Furthermore, the Dutch SfA program was in an early development phase during this project, and therefore, the elements of the language and reading curriculum (see Quint et al., 2015), including the daily SfA lessons, were developed per grade. The program was first implemented in Grade 1 and the aim was to expand every year by one grade. As a consequence, cross-grade ability grouping, that is placing students in different groups during SfA lessons based on their reading and language performance, was not yet possible. In the Dutch program students received SfA instruction in their homeroom classes. Another difference with the American program was the lack in the Dutch program of a stand-alone version of the Getting Along Together (GAT) program. In the US program, GAT involves introductory lessons in the first weeks of the school year targeting on social emotional skills. In the Dutch SfA program some assignments based on the GAT program were integrated in the SfA lessons throughout
the school year. From a methodological perspective, the difference with the American program that cross-grade ability grouping was not yet implemented in the Dutch SfA schools can be regarded as an advantage for the studies in this dissertation. It means that it was particularly the cooperative learning component implemented in the daily SfA lessons that was expected to impact social outcomes. In this way, the studies of the current dissertation contribute to research into the effects of selected elements of the program.

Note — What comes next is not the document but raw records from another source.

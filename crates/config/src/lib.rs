//! Configuration loading, validation, and credential checks for jobcrew.
//!
//! Settings come from `~/.jobcrew/config.toml` (defaults when absent) with a
//! few environment variable overrides. The three API credentials are read
//! from the environment only and are never written to the config file.

use serde::{Deserialize, Serialize};
use std::path::{Path, PathBuf};

/// Environment variable holding the agent-platform API token.
pub const AGENTVERSE_API_KEY: &str = "AGENTVERSE_API_KEY";
/// Environment variable holding the LLM provider key.
pub const OPENAI_API_KEY: &str = "OPENAI_API_KEY";
/// Environment variable holding the search provider key.
pub const SERPER_API_KEY: &str = "SERPER_API_KEY";

/// The root configuration structure.
///
/// Maps directly to `~/.jobcrew/config.toml`.
#[derive(Debug, Clone, Default, Serialize, Deserialize)]
pub struct AppConfig {
    /// LLM backend settings
    #[serde(default)]
    pub llm: LlmConfig,

    /// Web search settings
    #[serde(default)]
    pub search: SearchConfig,

    /// Agent-platform registration settings
    #[serde(default)]
    pub registration: RegistrationConfig,

    /// Local HTTP endpoint settings
    #[serde(default)]
    pub gateway: GatewayConfig,
}

#[derive(Debug, Clone, Serialize, Deserialize)]
pub struct LlmConfig {
    /// OpenAI-compatible API base URL
    #[serde(default = "default_llm_base_url")]
    pub base_url: String,

    #[serde(default = "default_model")]
    pub model: String,

    #[serde(default = "default_temperature")]
    pub temperature: f32,

    #[serde(default = "default_max_tokens")]
    pub max_tokens: u32,

    /// Upper bound on model round-trips per task
    #[serde(default = "default_max_iterations")]
    pub max_iterations: u32,
}

fn default_llm_base_url() -> String {
    "https://api.openai.com/v1".into()
}
fn default_model() -> String {
    "gpt-4o-mini".into()
}
fn default_temperature() -> f32 {
    0.7
}
fn default_max_tokens() -> u32 {
    4096
}
fn default_max_iterations() -> u32 {
    10
}

impl Default for LlmConfig {
    fn default() -> Self {
        Self {
            base_url: default_llm_base_url(),
            model: default_model(),
            temperature: default_temperature(),
            max_tokens: default_max_tokens(),
            max_iterations: default_max_iterations(),
        }
    }
}

#[derive(Debug, Clone, Serialize, Deserialize)]
pub struct SearchConfig {
    #[serde(default = "default_search_base_url")]
    pub base_url: String,

    /// Results requested per query
    #[serde(default = "default_num_results")]
    pub num_results: u32,
}

fn default_search_base_url() -> String {
    "https://google.serper.dev".into()
}
fn default_num_results() -> u32 {
    10
}

impl Default for SearchConfig {
    fn default() -> Self {
        Self {
            base_url: default_search_base_url(),
            num_results: default_num_results(),
        }
    }
}

#[derive(Debug, Clone, Serialize, Deserialize)]
pub struct RegistrationConfig {
    /// Display name on the discovery platform
    #[serde(default = "default_agent_name")]
    pub name: String,

    #[serde(default = "default_description")]
    pub description: String,

    #[serde(default = "default_example_query")]
    pub example_query: String,

    /// Port the agent listens on
    #[serde(default = "default_port")]
    pub port: u16,

    /// Enable store-and-forward delivery
    #[serde(default = "default_true")]
    pub mailbox: bool,

    /// Registration endpoint URL
    #[serde(default = "default_endpoint")]
    pub endpoint: String,
}

fn default_agent_name() -> String {
    "Job Search Agent".into()
}
fn default_description() -> String {
    "A CrewAI agent that searches for job opportunities and matches them to user skills and \
     preferences using market research, skills analysis, and opportunity curation specialists"
        .into()
}
fn default_example_query() -> String {
    "Find software engineering jobs in San Francisco for someone with 5+ years experience, \
     skills in Python, React, and AWS, looking for senior roles in tech companies with \
     120k-180k salary range."
        .into()
}
fn default_port() -> u16 {
    8001
}
fn default_true() -> bool {
    true
}
fn default_endpoint() -> String {
    "https://agentverse.ai/v1/crewai/agents".into()
}

impl Default for RegistrationConfig {
    fn default() -> Self {
        Self {
            name: default_agent_name(),
            description: default_description(),
            example_query: default_example_query(),
            port: default_port(),
            mailbox: true,
            endpoint: default_endpoint(),
        }
    }
}

#[derive(Debug, Clone, Serialize, Deserialize)]
pub struct GatewayConfig {
    #[serde(default = "default_host")]
    pub host: String,
}

fn default_host() -> String {
    "0.0.0.0".into()
}

impl Default for GatewayConfig {
    fn default() -> Self {
        Self {
            host: default_host(),
        }
    }
}

impl AppConfig {
    /// Load configuration from the default path (~/.jobcrew/config.toml).
    ///
    /// Environment overrides:
    /// - `JOBCREW_MODEL` replaces `llm.model`
    /// - `JOBCREW_PORT` replaces `registration.port`
    pub fn load() -> Result<Self, ConfigError> {
        let config_path = Self::config_dir().join("config.toml");
        let mut config = Self::load_from(&config_path)?;
        config.apply_overrides(|key| std::env::var(key).ok())?;
        Ok(config)
    }

    /// Load configuration from a specific file path.
    pub fn load_from(path: &Path) -> Result<Self, ConfigError> {
        if !path.exists() {
            tracing::info!("No config file found at {}, using defaults", path.display());
            return Ok(Self::default());
        }

        let content = std::fs::read_to_string(path).map_err(|e| ConfigError::ReadError {
            path: path.to_path_buf(),
            reason: e.to_string(),
        })?;

        let config: Self = toml::from_str(&content).map_err(|e| ConfigError::ParseError {
            path: path.to_path_buf(),
            reason: e.to_string(),
        })?;

        config.validate()?;
        Ok(config)
    }

    /// Apply environment overrides using `lookup` to read variables.
    pub fn apply_overrides<F>(&mut self, lookup: F) -> Result<(), ConfigError>
    where
        F: Fn(&str) -> Option<String>,
    {
        if let Some(model) = lookup("JOBCREW_MODEL").filter(|m| !m.trim().is_empty()) {
            self.llm.model = model;
        }

        if let Some(port) = lookup("JOBCREW_PORT") {
            self.registration.port = port.trim().parse().map_err(|_| {
                ConfigError::ValidationError(format!("JOBCREW_PORT is not a valid port: {port}"))
            })?;
        }

        self.validate()
    }

    /// Get the configuration directory path.
    pub fn config_dir() -> PathBuf {
        dirs_home().join(".jobcrew")
    }

    fn validate(&self) -> Result<(), ConfigError> {
        if !(0.0..=2.0).contains(&self.llm.temperature) {
            return Err(ConfigError::ValidationError(
                "llm.temperature must be between 0.0 and 2.0".into(),
            ));
        }

        if self.llm.max_iterations == 0 {
            return Err(ConfigError::ValidationError(
                "llm.max_iterations must be at least 1".into(),
            ));
        }

        if self.registration.name.trim().is_empty() {
            return Err(ConfigError::ValidationError(
                "registration.name must not be empty".into(),
            ));
        }

        Ok(())
    }
}

/// The three API credentials required before anything runs.
#[derive(Clone)]
pub struct Credentials {
    pub agentverse_api_key: String,
    pub openai_api_key: String,
    pub serper_api_key: String,
}

impl Credentials {
    /// Read credentials from the process environment.
    pub fn from_env() -> Result<Self, ConfigError> {
        Self::from_lookup(|key| std::env::var(key).ok())
    }

    /// Read credentials through `lookup`, checking in a fixed order.
    ///
    /// A missing or blank value is reported as [`ConfigError::MissingCredential`]
    /// naming the first absent variable.
    pub fn from_lookup<F>(lookup: F) -> Result<Self, ConfigError>
    where
        F: Fn(&str) -> Option<String>,
    {
        let require = |name: &'static str| {
            lookup(name)
                .filter(|v| !v.trim().is_empty())
                .ok_or(ConfigError::MissingCredential(name))
        };

        Ok(Self {
            agentverse_api_key: require(AGENTVERSE_API_KEY)?,
            openai_api_key: require(OPENAI_API_KEY)?,
            serper_api_key: require(SERPER_API_KEY)?,
        })
    }
}

impl std::fmt::Debug for Credentials {
    fn fmt(&self, f: &mut std::fmt::Formatter<'_>) -> std::fmt::Result {
        f.debug_struct("Credentials")
            .field("agentverse_api_key", &"[REDACTED]")
            .field("openai_api_key", &"[REDACTED]")
            .field("serper_api_key", &"[REDACTED]")
            .finish()
    }
}

/// Get the user's home directory.
fn dirs_home() -> PathBuf {
    #[cfg(target_os = "windows")]
    {
        std::env::var("USERPROFILE")
            .map(PathBuf::from)
            .unwrap_or_else(|_| PathBuf::from("C:\\Users\\Default"))
    }
    #[cfg(not(target_os = "windows"))]
    {
        std::env::var("HOME")
            .map(PathBuf::from)
            .unwrap_or_else(|_| PathBuf::from("/tmp"))
    }
}

/// Configuration errors.
#[derive(Debug, thiserror::Error)]
pub enum ConfigError {
    #[error("Failed to read config file at {path}: {reason}")]
    ReadError { path: PathBuf, reason: String },

    #[error("Failed to parse config file at {path}: {reason}")]
    ParseError { path: PathBuf, reason: String },

    #[error("Configuration validation failed: {0}")]
    ValidationError(String),

    #[error("{0} not found in environment")]
    MissingCredential(&'static str),
}

#[cfg(test)]
mod tests {
    use super::*;
    use std::collections::HashMap;

    fn env(pairs: &[(&str, &str)]) -> HashMap<String, String> {
        pairs
            .iter()
            .map(|(k, v)| (k.to_string(), v.to_string()))
            .collect()
    }

    #[test]
    fn default_config_is_valid() {
        let config = AppConfig::default();
        assert_eq!(config.registration.port, 8001);
        assert!(config.registration.mailbox);
        assert_eq!(config.registration.name, "Job Search Agent");
        assert!(config.validate().is_ok());
    }

    #[test]
    fn config_roundtrip_toml() {
        let config = AppConfig::default();
        let toml_str = toml::to_string_pretty(&config).unwrap();
        let parsed: AppConfig = toml::from_str(&toml_str).unwrap();
        assert_eq!(parsed.llm.model, config.llm.model);
        assert_eq!(parsed.registration.port, config.registration.port);
    }

    #[test]
    fn invalid_temperature_rejected() {
        let mut config = AppConfig::default();
        config.llm.temperature = 5.0;
        assert!(config.validate().is_err());
    }

    #[test]
    fn zero_iterations_rejected() {
        let mut config = AppConfig::default();
        config.llm.max_iterations = 0;
        assert!(config.validate().is_err());
    }

    #[test]
    fn missing_config_file_returns_defaults() {
        let config = AppConfig::load_from(Path::new("/nonexistent/config.toml")).unwrap();
        assert_eq!(config.registration.port, 8001);
    }

    #[test]
    fn partial_file_keeps_other_defaults() {
        let dir = tempfile::tempdir().unwrap();
        let path = dir.path().join("config.toml");
        std::fs::write(
            &path,
            "[llm]\nmodel = \"gpt-4o\"\n\n[registration]\nport = 9100\nmailbox = false\n",
        )
        .unwrap();

        let config = AppConfig::load_from(&path).unwrap();
        assert_eq!(config.llm.model, "gpt-4o");
        assert_eq!(config.llm.max_iterations, 10);
        assert_eq!(config.registration.port, 9100);
        assert!(!config.registration.mailbox);
        assert_eq!(config.registration.name, "Job Search Agent");
    }

    #[test]
    fn malformed_file_is_parse_error() {
        let dir = tempfile::tempdir().unwrap();
        let path = dir.path().join("config.toml");
        std::fs::write(&path, "[llm\nmodel = ").unwrap();
        let err = AppConfig::load_from(&path).unwrap_err();
        assert!(matches!(err, ConfigError::ParseError { .. }));
    }

    #[test]
    fn env_overrides_model_and_port() {
        let vars = env(&[("JOBCREW_MODEL", "gpt-4.1"), ("JOBCREW_PORT", "8123")]);
        let mut config = AppConfig::default();
        config.apply_overrides(|k| vars.get(k).cloned()).unwrap();
        assert_eq!(config.llm.model, "gpt-4.1");
        assert_eq!(config.registration.port, 8123);
    }

    #[test]
    fn bad_port_override_rejected() {
        let vars = env(&[("JOBCREW_PORT", "eighty")]);
        let mut config = AppConfig::default();
        let err = config.apply_overrides(|k| vars.get(k).cloned()).unwrap_err();
        assert!(matches!(err, ConfigError::ValidationError(_)));
    }

    #[test]
    fn credentials_all_present() {
        let vars = env(&[
            (AGENTVERSE_API_KEY, "av"),
            (OPENAI_API_KEY, "sk"),
            (SERPER_API_KEY, "sp"),
        ]);
        let creds = Credentials::from_lookup(|k| vars.get(k).cloned()).unwrap();
        assert_eq!(creds.agentverse_api_key, "av");
        assert_eq!(creds.openai_api_key, "sk");
        assert_eq!(creds.serper_api_key, "sp");
    }

    #[test]
    fn each_missing_credential_is_reported() {
        let all = [
            (AGENTVERSE_API_KEY, "av"),
            (OPENAI_API_KEY, "sk"),
            (SERPER_API_KEY, "sp"),
        ];
        for (missing, _) in all {
            let vars: HashMap<String, String> = all
                .iter()
                .filter(|(k, _)| *k != missing)
                .map(|(k, v)| (k.to_string(), v.to_string()))
                .collect();
            let err = Credentials::from_lookup(|k| vars.get(k).cloned()).unwrap_err();
            match err {
                ConfigError::MissingCredential(name) => assert_eq!(name, missing),
                other => panic!("unexpected error: {other}"),
            }
        }
    }

    #[test]
    fn blank_credential_counts_as_missing() {
        let vars = env(&[
            (AGENTVERSE_API_KEY, "av"),
            (OPENAI_API_KEY, "   "),
            (SERPER_API_KEY, "sp"),
        ]);
        let err = Credentials::from_lookup(|k| vars.get(k).cloned()).unwrap_err();
        assert_eq!(err.to_string(), "OPENAI_API_KEY not found in environment");
    }

    #[test]
    fn credentials_debug_is_redacted() {
        let creds = Credentials {
            agentverse_api_key: "secret-av".into(),
            openai_api_key: "secret-sk".into(),
            serper_api_key: "secret-sp".into(),
        };
        let dbg = format!("{creds:?}");
        assert!(!dbg.contains("secret"));
        assert!(dbg.contains("REDACTED"));
    }
}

It should be noted that the SfA program is a complex intervention to implement in practice, as it involves substantial change in many aspects of curriculum and instruction (Slavin & Madden, 2013). In general, such comprehensive school reform processes are known to be challenging and take multiple years (Desimone, 2002; Fullan, 2000). During the project of the current dissertation, some schools decided to not expand the implementation to the third grade in the school year as it was planned. Those schools decided to first refine the implementation of the program in the lower grades, i.e., Grade 1 and Grade 2, in which the SfA lessons were already implemented at that time (see Chapter 5). Later, some schools decided to stop implementing the program. Those decisions of the schools reflect that the implementation of the SfA program is very demanding. The effort required of teachers to implement cooperative learning on a daily basis should also not be underestimated; the complexity of it is reflected in the findings of the study described in Chapter 2.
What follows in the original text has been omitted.